PARIS — "Remember the Eighth of May. History may recall it as the day the United States abandoned its belief in allies." Edward Luce's opening sentence in a scathing column penned Wednesday for the Financial Times is probably as close as anybody can get to capturing the European spirit following Donald Trump's announcement that he is withdrawing the U.S. from the Iran nuclear deal (JCPOA).
In a similar vein, Le Monde editorialist Sylvie Kauffmann characterizes Trump's move as a "fragmentation bomb" that not only dashes hopes of achieving peace and stability in the Middle East but "also torpedoes his European allies and, behind them, the international liberal order." For German journalists Clemens Wergin and Daniel-Dylan Böhmer with Die Welt, Trump's announcement is "a slap in the face for Europe."
The EU's chief diplomat, Federica Mogherini, who helped finalize the deal back in 2015, said Brussels was "determined to preserve it," and the leaders of Britain, Germany and France quickly released a joint statement Tuesday in which they "urge the U.S. to ensure that the structures of the JCPOA can remain intact and to avoid taking action which obstructs its full implementation by all other parties to the deal."

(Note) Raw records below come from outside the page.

//! # Hermod Core
//!
//! Foundational types and traits shared by every Hermod component: the
//! canonical [`Message`] envelope and its pool, the [`Source`]/[`Sink`]
//! contract the rest of the system is built against, pipeline configuration,
//! the small path evaluator used for dynamic field access, and the
//! dialect-aware SQL identifier quoter.
//!
//! Downstream crates (`hermod-sources`, `hermod-sinks`, `hermod-idempotency`,
//! `hermod-engine`) depend on this crate and on nothing else in the
//! workspace, so the contract defined here is the single seam the rest of
//! the system is built against.

pub mod column;
pub mod config;
pub mod error;
pub mod evaluator;
pub mod idempotency;
pub mod message;
pub mod pool;
pub mod sink;
pub mod source;
pub mod sql_ident;

pub use column::{ColumnInfo, ColumnMapping};
pub use error::HermodError;
pub use idempotency::{IdempotencyRecord, IdempotencyStatus, IdempotencyStore};
pub use message::{Message, Operation};
pub use pool::MessagePool;
pub use sink::{DeliveryOutcome, Sink};
pub use source::Source;
pub use sql_ident::SqlDialect;
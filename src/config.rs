//! Config for ykushctl binary
use serde::{Deserialize, Serialize};
use std::fs::File;
use std::io::{BufReader, Read};
use std::path::{Path, PathBuf};

use crate::error::Result;

/// Defaults applied when the matching flag is not passed on the command line
#[derive(Debug, Serialize, Deserialize, PartialEq, Eq)]
#[serde(rename_all = "kebab-case")]
#[serde(deny_unknown_fields)]
#[serde(default)]
pub struct Config {
    /// Hub ordinal acted on when `--hub` is not passed
    pub default_hub: usize,
    /// Encode command frames with byte 0 repeated in byte 1 (legacy firmware
    /// frame layout)
    pub mirror_byte: bool,
}

impl Default for Config {
    fn default() -> Config {
        Config {
            default_hub: 1,
            mirror_byte: false,
        }
    }
}

impl Config {
    /// Default new
    pub fn new() -> Config {
        Config {
            ..Default::default()
        }
    }

    /// Attempt to read from .json format config at `file_path`
    pub fn from_file(file_path: &Path) -> Result<Config> {
        let f = File::open(file_path)?;
        let mut br = BufReader::new(f);
        let mut data = String::new();

        br.read_to_string(&mut data)?;
        Ok(serde_json::from_str::<Config>(&data)?)
    }

    /// Config path used when none is supplied: `ykushctl/config.json` under
    /// the user config dir
    pub fn config_file_path() -> Option<PathBuf> {
        dirs::config_dir().map(|x| x.join("ykushctl").join("config.json"))
    }

    /// Get [`Config`] from the default file path, `Config::new()` if it does
    /// not exist
    pub fn sys_config() -> Result<Config> {
        match Config::config_file_path() {
            Some(path) if path.exists() => {
                log::info!("Using config {:?}", path);
                Config::from_file(&path)
            }
            _ => Ok(Config::new()),
        }
    }
}

#[cfg(test)]
mod tests {
    use super::*;

    #[test]
    fn test_deserializes_partial_config() {
        let config = serde_json::from_str::<Config>(r#"{"mirror-byte": true}"#).unwrap();
        assert_eq!(
            config,
            Config {
                default_hub: 1,
                mirror_byte: true,
            }
        );
    }

    #[test]
    fn test_rejects_unknown_fields() {
        assert!(serde_json::from_str::<Config>(r#"{"port-count": 9}"#).is_err());
    }
}
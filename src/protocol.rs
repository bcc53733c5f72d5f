//! On-wire command protocol for the YKUSH switchable hub: identity constants,
//! port selection and the fixed 6 byte command/response frames.
//!
//! The hub speaks a minimal protocol on two interrupt endpoints: the host
//! sends one 6 byte frame, the hub answers with one 6 byte frame.
//! Acknowledgement is purely the response length; the payload is not
//! interpreted.
use std::fmt;
use std::str::FromStr;
use std::time::Duration;

use crate::error::{Error, ErrorKind, Result};

/// Vendor ID shared by all hubs of this model
pub const VENDOR_ID: u16 = 0x04d8;
/// Product ID shared by all hubs of this model
pub const PRODUCT_ID: u16 = 0xf2f7;
/// Number of switchable downstream ports
pub const PORT_COUNT: u8 = 3;
/// Firmware sentinel for "every port at once"; does not collide with any
/// single port encoding in `1..=PORT_COUNT`
pub const ALL_PORTS: u8 = 0x0a;
/// Interrupt OUT endpoint commands are written to
pub const ENDPOINT_OUT: u8 = 0x01;
/// Interrupt IN endpoint the acknowledgement is read from
pub const ENDPOINT_IN: u8 = 0x81;
/// Fixed length of both command and response frames
pub const COMMAND_LEN: usize = 6;
/// Timeout applied independently to each interrupt transfer
pub const TRANSFER_TIMEOUT: Duration = Duration::from_millis(1000);

/// Set in byte 0 for power up; clear for power down
const POWER_UP_FLAG: u8 = 0x10;

/// Whether a port is being switched on or off
#[derive(Debug, PartialEq, Eq, Clone, Copy)]
pub enum PowerDirection {
    /// Switch port power on
    Up,
    /// Switch port power off
    Down,
}

impl fmt::Display for PowerDirection {
    fn fmt(&self, f: &mut fmt::Formatter) -> fmt::Result {
        match self {
            PowerDirection::Up => write!(f, "up"),
            PowerDirection::Down => write!(f, "down"),
        }
    }
}

/// A single downstream port or the firmware "all ports" sentinel
#[derive(Debug, PartialEq, Eq, Clone, Copy)]
pub enum PortSelector {
    /// One port in `1..=PORT_COUNT`
    Port(u8),
    /// Every port simultaneously
    All,
}

impl PortSelector {
    /// The selector bits OR'd into byte 0 of the command frame
    pub fn encode(&self) -> u8 {
        match self {
            PortSelector::Port(port) => *port,
            PortSelector::All => ALL_PORTS,
        }
    }

    /// Check the selector is something the firmware recognises
    ///
    /// Out of range ports are rejected here so they are never put on the
    /// wire.
    pub fn validate(&self) -> Result<()> {
        match self {
            PortSelector::Port(port) if (1..=PORT_COUNT).contains(port) => Ok(()),
            PortSelector::All => Ok(()),
            PortSelector::Port(port) => Err(Error::new(
                ErrorKind::InvalidArg,
                &format!("Port must be 1-{} or 'a', got {}", PORT_COUNT, port),
            )),
        }
    }
}

impl FromStr for PortSelector {
    type Err = Error;

    fn from_str(s: &str) -> Result<PortSelector> {
        let selector = match s {
            "a" => PortSelector::All,
            _ => PortSelector::Port(s.parse::<u8>().map_err(|_| {
                Error::new(
                    ErrorKind::InvalidArg,
                    &format!("Port must be 1-{} or 'a', got '{}'", PORT_COUNT, s),
                )
            })?),
        };
        selector.validate()?;
        Ok(selector)
    }
}

impl fmt::Display for PortSelector {
    fn fmt(&self, f: &mut fmt::Formatter) -> fmt::Result {
        match self {
            PortSelector::Port(port) => write!(f, "{}", port),
            PortSelector::All => write!(f, "a"),
        }
    }
}

/// The two frame layouts observed in the wild
///
/// Deployed firmware disagrees on whether byte 1 repeats byte 0; neither
/// layout is authoritative so the choice is left to the caller rather than
/// baked in.
#[derive(Debug, Default, PartialEq, Eq, Clone, Copy)]
pub enum FrameVariant {
    /// Bytes 1..6 are zero padding
    #[default]
    Canonical,
    /// Byte 0 is repeated in byte 1, remaining bytes zero
    MirrorByte,
}

/// A fully encoded 6 byte command frame
#[derive(Debug, PartialEq, Eq, Clone, Copy)]
pub struct CommandFrame([u8; COMMAND_LEN]);

impl CommandFrame {
    /// Encode a power command for `selector` in the given frame layout
    ///
    /// Callers must [`PortSelector::validate`] the selector first; encoding
    /// itself does not range check.
    pub fn encode(
        direction: PowerDirection,
        selector: PortSelector,
        variant: FrameVariant,
    ) -> CommandFrame {
        let flag = match direction {
            PowerDirection::Up => POWER_UP_FLAG,
            PowerDirection::Down => 0x00,
        };
        let mut buf = [0u8; COMMAND_LEN];
        buf[0] = flag | selector.encode();
        if variant == FrameVariant::MirrorByte {
            buf[1] = buf[0];
        }
        CommandFrame(buf)
    }

    /// The raw frame for submission to the OUT endpoint
    pub fn as_bytes(&self) -> &[u8] {
        &self.0
    }
}

/// Check the hub acknowledged with a full frame
///
/// The response payload carries no validated content; a transfer of exactly
/// [`COMMAND_LEN`] bytes is the only success condition.
pub fn validate_response(transferred: usize) -> Result<()> {
    if transferred < COMMAND_LEN {
        Err(Error::new_short_read(COMMAND_LEN, transferred))
    } else {
        Ok(())
    }
}

#[cfg(test)]
mod tests {
    use super::*;

    #[test]
    fn test_encode_up_sets_flag() {
        let frame =
            CommandFrame::encode(PowerDirection::Up, PortSelector::Port(3), FrameVariant::Canonical);
        assert_eq!(frame.as_bytes(), &[0x13, 0, 0, 0, 0, 0]);
    }

    #[test]
    fn test_encode_down_clears_flag() {
        let frame = CommandFrame::encode(
            PowerDirection::Down,
            PortSelector::Port(3),
            FrameVariant::Canonical,
        );
        assert_eq!(frame.as_bytes(), &[0x03, 0, 0, 0, 0, 0]);
    }

    #[test]
    fn test_encode_all_ports() {
        let frame =
            CommandFrame::encode(PowerDirection::Down, PortSelector::All, FrameVariant::Canonical);
        assert_eq!(frame.as_bytes()[0], ALL_PORTS);
        let frame =
            CommandFrame::encode(PowerDirection::Up, PortSelector::All, FrameVariant::Canonical);
        assert_eq!(frame.as_bytes()[0], 0x10 | ALL_PORTS);
    }

    #[test]
    fn test_all_ports_distinct_from_single_ports() {
        for port in 1..=PORT_COUNT {
            for direction in [PowerDirection::Up, PowerDirection::Down] {
                let single = CommandFrame::encode(
                    direction,
                    PortSelector::Port(port),
                    FrameVariant::Canonical,
                );
                let all =
                    CommandFrame::encode(direction, PortSelector::All, FrameVariant::Canonical);
                assert_ne!(single.as_bytes()[0], all.as_bytes()[0]);
            }
        }
    }

    #[test]
    fn test_encode_mirror_byte_variant() {
        let frame = CommandFrame::encode(
            PowerDirection::Up,
            PortSelector::Port(2),
            FrameVariant::MirrorByte,
        );
        assert_eq!(frame.as_bytes(), &[0x12, 0x12, 0, 0, 0, 0]);
    }

    #[test]
    fn test_selector_from_str() {
        assert_eq!("a".parse::<PortSelector>().unwrap(), PortSelector::All);
        assert_eq!("2".parse::<PortSelector>().unwrap(), PortSelector::Port(2));
        assert_eq!(
            "0".parse::<PortSelector>().unwrap_err().kind(),
            ErrorKind::InvalidArg
        );
        assert_eq!(
            format!("{}", PORT_COUNT + 1)
                .parse::<PortSelector>()
                .unwrap_err()
                .kind(),
            ErrorKind::InvalidArg
        );
        assert_eq!(
            "bogus".parse::<PortSelector>().unwrap_err().kind(),
            ErrorKind::InvalidArg
        );
    }

    #[test]
    fn test_validate_response_short_read() {
        assert!(validate_response(COMMAND_LEN).is_ok());
        let err = validate_response(3).unwrap_err();
        match err.kind() {
            ErrorKind::ShortRead(arg) => {
                assert_eq!(*arg.expected(), COMMAND_LEN);
                assert_eq!(*arg.got(), 3);
            }
            k => panic!("expected ShortRead, got {:?}", k),
        }
    }
}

Milan daily Corriere della Sera — May 9, 2018
The fact that Trump already threatened any company that continues to do business with Iran with "the highest level of economic sanctions' seems to suggest that Mogherini, May, Merkel and Macron are deceiving themselves. But some commentators, among them Le Figaro"s Jean-Jacques Mével, believe that Trump could still agree to an "eleventh-hour" deal, provided the new terms suit him. "In a well-honed act, he starts by theatrically storming out," Mével writes.

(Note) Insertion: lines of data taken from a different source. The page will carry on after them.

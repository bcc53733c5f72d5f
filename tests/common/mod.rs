//! Runs tests using the actual binary, adapted from 'fd' method: https://github.com/sharkdp/fd/blob/master/tests/testenv/mod.rs
#![allow(dead_code)]
use std::env;
use std::path::PathBuf;
use std::process;

/// Environment for the integration tests.
pub struct TestEnv {
    /// Path to the *ykushctl* executable.
    exe: PathBuf,
}

/// Find the *ykushctl* executable.
fn find_exe() -> PathBuf {
    // Tests exe is in target/debug/deps, the *ykushctl* exe is in target/debug
    let root = env::current_exe()
        .expect("tests executable")
        .parent()
        .expect("tests executable directory")
        .parent()
        .expect("ykushctl executable directory")
        .to_path_buf();

    let exe_name = if cfg!(windows) {
        "ykushctl.exe"
    } else {
        "ykushctl"
    };

    root.join(exe_name)
}

impl TestEnv {
    pub fn new() -> TestEnv {
        TestEnv { exe: find_exe() }
    }

    /// Run *ykushctl* with `args` and return the full output.
    pub fn run(&self, args: &[&str]) -> process::Output {
        process::Command::new(&self.exe)
            .args(args)
            .output()
            .expect("ykushctl output")
    }

    /// Assert *ykushctl* exits nonzero with `expected` somewhere in stderr.
    pub fn assert_failure_with_stderr(&self, args: &[&str], expected: &str) {
        let output = self.run(args);
        let stderr = String::from_utf8_lossy(&output.stderr);

        assert!(
            !output.status.success(),
            "`ykushctl {}` unexpectedly exited successfully.\nstderr:\n---\n{}---",
            args.join(" "),
            stderr
        );
        assert!(
            stderr.contains(expected),
            "`ykushctl {}` stderr did not contain '{}'.\nstderr:\n---\n{}---",
            args.join(" "),
            expected,
            stderr
        );
    }
}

Still, it's a risky strategy. "Trump's move could well boomerang," Thorsten Denkler points out in a column for German daily Süddeutsche Zeitung. "If the other contracting parties are unimpressed by Trump's threats, if the agreement simply remains in force without the U.S., and Iran doesn't, therefore, suffer too much from the U.S. sanctions, then Trump has just left the table with a lot of noise, but without achieving anything."
Judging from his instant reaction Tuesday evening, this is exactly the outcome Iranian President Hassan Rouhani is hoping to achieve. "This is a psychological war, we won't allow Trump to win," he said. But the moderate Rouhani will, in all likelihood, face increasing opposition from the hardliners in Tehran, who were opposed to the deal in the first place. Already, Iranian lawmakers set a paper U.S. flag on fire in Parliament this morning, shouting "Death to America!" And Iran's parliament speaker said that, "Trump only understands the language of force."

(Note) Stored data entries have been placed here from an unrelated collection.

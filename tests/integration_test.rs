//! Argument and config validation through the built binary; none of these
//! paths touch the bus so they run without a hub attached.
extern crate ykushctl;

mod common;

use std::io::Write;

/// No action argument prints usage rather than silently doing nothing
#[test]
fn test_no_args_prints_usage() {
    let te = common::TestEnv::new();

    let output = te.run(&[]);
    assert!(!output.status.success());

    let text = format!(
        "{}{}",
        String::from_utf8_lossy(&output.stdout),
        String::from_utf8_lossy(&output.stderr)
    );
    assert!(text.contains("Usage"), "expected usage text, got: {}", text);
}

/// Long help carries the port power options
#[test]
fn test_help() {
    let te = common::TestEnv::new();

    let output = te.run(&["--help"]);
    assert!(output.status.success());

    let stdout = String::from_utf8_lossy(&output.stdout);
    assert!(stdout.contains("--up"));
    assert!(stdout.contains("--down"));
    assert!(stdout.contains("--list"));
    assert!(stdout.contains("--mirror-byte"));
}

/// Out of range and malformed ports are rejected before any device I/O
#[test]
fn test_rejects_invalid_port() {
    let te = common::TestEnv::new();

    te.assert_failure_with_stderr(&["-u", "9"], "InvalidArg");
    te.assert_failure_with_stderr(&["-d", "0"], "InvalidArg");
    te.assert_failure_with_stderr(&["-u", "first"], "InvalidArg");
}

/// Up and down in one invocation is contradictory
#[test]
fn test_rejects_conflicting_directions() {
    let te = common::TestEnv::new();

    let output = te.run(&["-u", "1", "-d", "2"]);
    assert!(!output.status.success());
    assert!(String::from_utf8_lossy(&output.stderr).contains("cannot be used with"));
}

/// A hub ordinal alone is not an action
#[test]
fn test_rejects_hub_without_action() {
    let te = common::TestEnv::new();

    te.assert_failure_with_stderr(&["-h", "2"], "InvalidArg");
}

/// Missing explicit config file is a hard error, not a silent default
#[test]
fn test_missing_config_file() {
    let te = common::TestEnv::new();

    te.assert_failure_with_stderr(
        &["--config", "/nonexistent/ykushctl.json", "-u", "1"],
        "Io Error",
    );
}

/// Unknown config keys are rejected rather than ignored
#[test]
fn test_rejects_unknown_config_key() {
    let te = common::TestEnv::new();

    let path = std::env::temp_dir().join("ykushctl_bad_config.json");
    let mut f = std::fs::File::create(&path).expect("create temp config");
    f.write_all(br#"{"port-count": 9}"#).expect("write temp config");
    drop(f);

    te.assert_failure_with_stderr(
        &["--config", path.to_str().expect("temp path utf-8"), "-u", "1"],
        "Config Error",
    );

    std::fs::remove_file(&path).ok();
}

/// A valid config file still leaves CLI validation in force
#[test]
fn test_valid_config_with_invalid_port() {
    let te = common::TestEnv::new();

    let path = std::env::temp_dir().join("ykushctl_mirror_config.json");
    let mut f = std::fs::File::create(&path).expect("create temp config");
    f.write_all(br#"{"mirror-byte": true, "default-hub": 2}"#)
        .expect("write temp config");
    drop(f);

    te.assert_failure_with_stderr(
        &["--config", path.to_str().expect("temp path utf-8"), "-u", "9"],
        "InvalidArg",
    );

    std::fs::remove_file(&path).ok();
}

For all the positive reactions from Tel Aviv and Riyadh — the only powers to have welcomed Trump's announcement — the move may have the opposite effect of its supposed goal, as Michael J. Koplow argues in the Israeli newspaper Haaretz. Instead of pushing the danger away, in other words, it could bring the region and its immediate neighbors closer to a direct conflict, especially one between Iran and Israel. One of the stages of this confrontation, Koplow writes, could well be Syria, where Israeli strikes on a military base used by Iranian forces this morning killed nine fighters.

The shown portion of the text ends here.